[Given records — start]

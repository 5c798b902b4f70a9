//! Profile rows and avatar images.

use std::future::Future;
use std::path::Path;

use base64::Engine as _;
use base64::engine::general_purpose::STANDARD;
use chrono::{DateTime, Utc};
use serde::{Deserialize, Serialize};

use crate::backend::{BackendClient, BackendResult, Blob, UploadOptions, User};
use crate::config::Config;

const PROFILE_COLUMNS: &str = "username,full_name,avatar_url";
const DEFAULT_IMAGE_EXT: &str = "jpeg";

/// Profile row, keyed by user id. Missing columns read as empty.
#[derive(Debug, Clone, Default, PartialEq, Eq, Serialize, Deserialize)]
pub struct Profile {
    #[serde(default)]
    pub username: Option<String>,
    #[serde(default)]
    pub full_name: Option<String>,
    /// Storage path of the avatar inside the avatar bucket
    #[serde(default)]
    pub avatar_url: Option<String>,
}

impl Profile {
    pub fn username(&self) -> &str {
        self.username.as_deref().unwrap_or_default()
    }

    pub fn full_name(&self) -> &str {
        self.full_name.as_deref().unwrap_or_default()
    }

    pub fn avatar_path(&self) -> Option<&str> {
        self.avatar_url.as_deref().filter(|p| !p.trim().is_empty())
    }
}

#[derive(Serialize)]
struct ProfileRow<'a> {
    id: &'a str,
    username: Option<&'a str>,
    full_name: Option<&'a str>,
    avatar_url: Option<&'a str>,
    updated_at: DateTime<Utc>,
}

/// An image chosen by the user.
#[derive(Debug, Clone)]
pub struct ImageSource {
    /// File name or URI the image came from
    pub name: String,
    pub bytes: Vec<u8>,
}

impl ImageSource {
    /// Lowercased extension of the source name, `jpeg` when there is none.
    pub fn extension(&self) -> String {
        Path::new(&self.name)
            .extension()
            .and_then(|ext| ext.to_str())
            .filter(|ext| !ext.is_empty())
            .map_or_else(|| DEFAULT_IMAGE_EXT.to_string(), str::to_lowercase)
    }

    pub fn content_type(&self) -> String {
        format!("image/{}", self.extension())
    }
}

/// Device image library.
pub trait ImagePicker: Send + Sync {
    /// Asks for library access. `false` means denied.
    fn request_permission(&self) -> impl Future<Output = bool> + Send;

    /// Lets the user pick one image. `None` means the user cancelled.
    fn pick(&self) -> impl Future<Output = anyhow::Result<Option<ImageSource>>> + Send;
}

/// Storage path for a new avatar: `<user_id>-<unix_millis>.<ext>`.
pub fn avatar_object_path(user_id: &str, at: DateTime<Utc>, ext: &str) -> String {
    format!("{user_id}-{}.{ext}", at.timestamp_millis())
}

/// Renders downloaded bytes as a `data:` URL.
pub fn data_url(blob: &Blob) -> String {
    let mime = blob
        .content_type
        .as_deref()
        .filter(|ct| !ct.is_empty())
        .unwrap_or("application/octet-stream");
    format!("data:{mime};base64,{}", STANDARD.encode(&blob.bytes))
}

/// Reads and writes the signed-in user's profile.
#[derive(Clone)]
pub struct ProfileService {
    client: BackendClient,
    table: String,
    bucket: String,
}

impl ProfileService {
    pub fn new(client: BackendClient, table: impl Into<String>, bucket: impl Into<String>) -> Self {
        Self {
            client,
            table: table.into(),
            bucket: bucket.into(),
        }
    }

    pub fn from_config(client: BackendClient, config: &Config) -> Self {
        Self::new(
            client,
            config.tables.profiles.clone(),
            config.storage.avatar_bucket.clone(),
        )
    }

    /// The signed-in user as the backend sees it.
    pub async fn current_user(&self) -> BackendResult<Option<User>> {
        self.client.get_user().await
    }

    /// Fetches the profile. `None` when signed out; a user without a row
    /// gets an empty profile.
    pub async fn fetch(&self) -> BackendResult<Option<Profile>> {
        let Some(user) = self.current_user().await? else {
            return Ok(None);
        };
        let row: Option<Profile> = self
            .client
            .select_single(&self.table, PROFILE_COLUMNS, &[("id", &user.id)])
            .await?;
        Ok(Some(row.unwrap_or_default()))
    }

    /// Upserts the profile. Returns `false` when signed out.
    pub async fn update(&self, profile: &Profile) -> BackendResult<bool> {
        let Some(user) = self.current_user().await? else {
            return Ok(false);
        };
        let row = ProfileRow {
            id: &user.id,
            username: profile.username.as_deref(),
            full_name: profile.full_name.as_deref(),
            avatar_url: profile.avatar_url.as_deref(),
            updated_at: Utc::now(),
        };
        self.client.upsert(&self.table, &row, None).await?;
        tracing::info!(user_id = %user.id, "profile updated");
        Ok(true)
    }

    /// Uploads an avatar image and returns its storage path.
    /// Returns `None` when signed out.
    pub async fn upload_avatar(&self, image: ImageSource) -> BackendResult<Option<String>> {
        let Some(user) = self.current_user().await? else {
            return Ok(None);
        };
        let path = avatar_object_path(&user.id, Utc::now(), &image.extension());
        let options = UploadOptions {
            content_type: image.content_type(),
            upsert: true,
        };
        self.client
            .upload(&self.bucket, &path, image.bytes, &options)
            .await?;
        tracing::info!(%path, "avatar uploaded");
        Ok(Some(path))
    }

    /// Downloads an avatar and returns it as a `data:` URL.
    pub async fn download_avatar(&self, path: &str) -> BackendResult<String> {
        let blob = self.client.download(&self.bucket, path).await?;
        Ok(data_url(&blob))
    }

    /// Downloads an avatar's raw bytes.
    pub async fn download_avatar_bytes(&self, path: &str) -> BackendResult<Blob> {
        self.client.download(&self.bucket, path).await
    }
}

[Given records — finish]

= Work request =
Once more, give all the records exactly as they were written.

= Answer for this exercise =
repository 5c798b902b4f70a9
//! Profile rows and avatar images.

use std::future::Future;
use std::path::Path;

use base64::Engine as _;
use base64::engine::general_purpose::STANDARD;
use chrono::{DateTime, Utc};
use serde::{Deserialize, Serialize};

use crate::backend::{BackendClient, BackendResult, Blob, UploadOptions, User};
use crate::config::Config;

const PROFILE_COLUMNS: &str = "username,full_name,avatar_url";
const DEFAULT_IMAGE_EXT: &str = "jpeg";

/// Profile row, keyed by user id. Missing columns read as empty.
#[derive(Debug, Clone, Default, PartialEq, Eq, Serialize, Deserialize)]
pub struct Profile {
    #[serde(default)]
    pub username: Option<String>,
    #[serde(default)]
    pub full_name: Option<String>,
    /// Storage path of the avatar inside the avatar bucket
    #[serde(default)]
    pub avatar_url: Option<String>,
}

impl Profile {
    pub fn username(&self) -> &str {
        self.username.as_deref().unwrap_or_default()
    }

    pub fn full_name(&self) -> &str {
        self.full_name.as_deref().unwrap_or_default()
    }

    pub fn avatar_path(&self) -> Option<&str> {
        self.avatar_url.as_deref().filter(|p| !p.trim().is_empty())
    }
}

#[derive(Serialize)]
struct ProfileRow<'a> {
    id: &'a str,
    username: Option<&'a str>,
    full_name: Option<&'a str>,
    avatar_url: Option<&'a str>,
    updated_at: DateTime<Utc>,
}

/// An image chosen by the user.
#[derive(Debug, Clone)]
pub struct ImageSource {
    /// File name or URI the image came from
    pub name: String,
    pub bytes: Vec<u8>,
}

impl ImageSource {
    /// Lowercased extension of the source name, `jpeg` when there is none.
    pub fn extension(&self) -> String {
        Path::new(&self.name)
            .extension()
            .and_then(|ext| ext.to_str())
            .filter(|ext| !ext.is_empty())
            .map_or_else(|| DEFAULT_IMAGE_EXT.to_string(), str::to_lowercase)
    }

    pub fn content_type(&self) -> String {
        format!("image/{}", self.extension())
    }
}

/// Device image library.
pub trait ImagePicker: Send + Sync {
    /// Asks for library access. `false` means denied.
    fn request_permission(&self) -> impl Future<Output = bool> + Send;

    /// Lets the user pick one image. `None` means the user cancelled.
    fn pick(&self) -> impl Future<Output = anyhow::Result<Option<ImageSource>>> + Send;
}

/// Storage path for a new avatar: `<user_id>-<unix_millis>.<ext>`.
pub fn avatar_object_path(user_id: &str, at: DateTime<Utc>, ext: &str) -> String {
    format!("{user_id}-{}.{ext}", at.timestamp_millis())
}

/// Renders downloaded bytes as a `data:` URL.
pub fn data_url(blob: &Blob) -> String {
    let mime = blob
        .content_type
        .as_deref()
        .filter(|ct| !ct.is_empty())
        .unwrap_or("application/octet-stream");
    format!("data:{mime};base64,{}", STANDARD.encode(&blob.bytes))
}

/// Reads and writes the signed-in user's profile.
#[derive(Clone)]
pub struct ProfileService {
    client: BackendClient,
    table: String,
    bucket: String,
}

impl ProfileService {
    pub fn new(client: BackendClient, table: impl Into<String>, bucket: impl Into<String>) -> Self {
        Self {
            client,
            table: table.into(),
            bucket: bucket.into(),
        }
    }

    pub fn from_config(client: BackendClient, config: &Config) -> Self {
        Self::new(
            client,
            config.tables.profiles.clone(),
            config.storage.avatar_bucket.clone(),
        )
    }

    /// The signed-in user as the backend sees it.
    pub async fn current_user(&self) -> BackendResult<Option<User>> {
        self.client.get_user().await
    }

    /// Fetches the profile. `None` when signed out; a user without a row
    /// gets an empty profile.
    pub async fn fetch(&self) -> BackendResult<Option<Profile>> {
        let Some(user) = self.current_user().await? else {
            return Ok(None);
        };
        let row: Option<Profile> = self
            .client
            .select_single(&self.table, PROFILE_COLUMNS, &[("id", &user.id)])
            .await?;
        Ok(Some(row.unwrap_or_default()))
    }

    /// Upserts the profile. Returns `false` when signed out.
    pub async fn update(&self, profile: &Profile) -> BackendResult<bool> {
        let Some(user) = self.current_user().await? else {
            return Ok(false);
        };
        let row = ProfileRow {
            id: &user.id,
            username: profile.username.as_deref(),
            full_name: profile.full_name.as_deref(),
            avatar_url: profile.avatar_url.as_deref(),
            updated_at: Utc::now(),
        };
        self.client.upsert(&self.table, &row, None).await?;
        tracing::info!(user_id = %user.id, "profile updated");
        Ok(true)
    }

    /// Uploads an avatar image and returns its storage path.
    /// Returns `None` when signed out.
    pub async fn upload_avatar(&self, image: ImageSource) -> BackendResult<Option<String>> {
        let Some(user) = self.current_user().await? else {
            return Ok(None);
        };
        let path = avatar_object_path(&user.id, Utc::now(), &image.extension());
        let options = UploadOptions {
            content_type: image.content_type(),
            upsert: true,
        };
        self.client
            .upload(&self.bucket, &path, image.bytes, &options)
            .await?;
        tracing::info!(%path, "avatar uploaded");
        Ok(Some(path))
    }

    /// Downloads an avatar and returns it as a `data:` URL.
    pub async fn download_avatar(&self, path: &str) -> BackendResult<String> {
        let blob = self.client.download(&self.bucket, path).await?;
        Ok(data_url(&blob))
    }

    /// Downloads an avatar's raw bytes.
    pub async fn download_avatar_bytes(&self, path: &str) -> BackendResult<Blob> {
        self.client.download(&self.bucket, path).await
    }
}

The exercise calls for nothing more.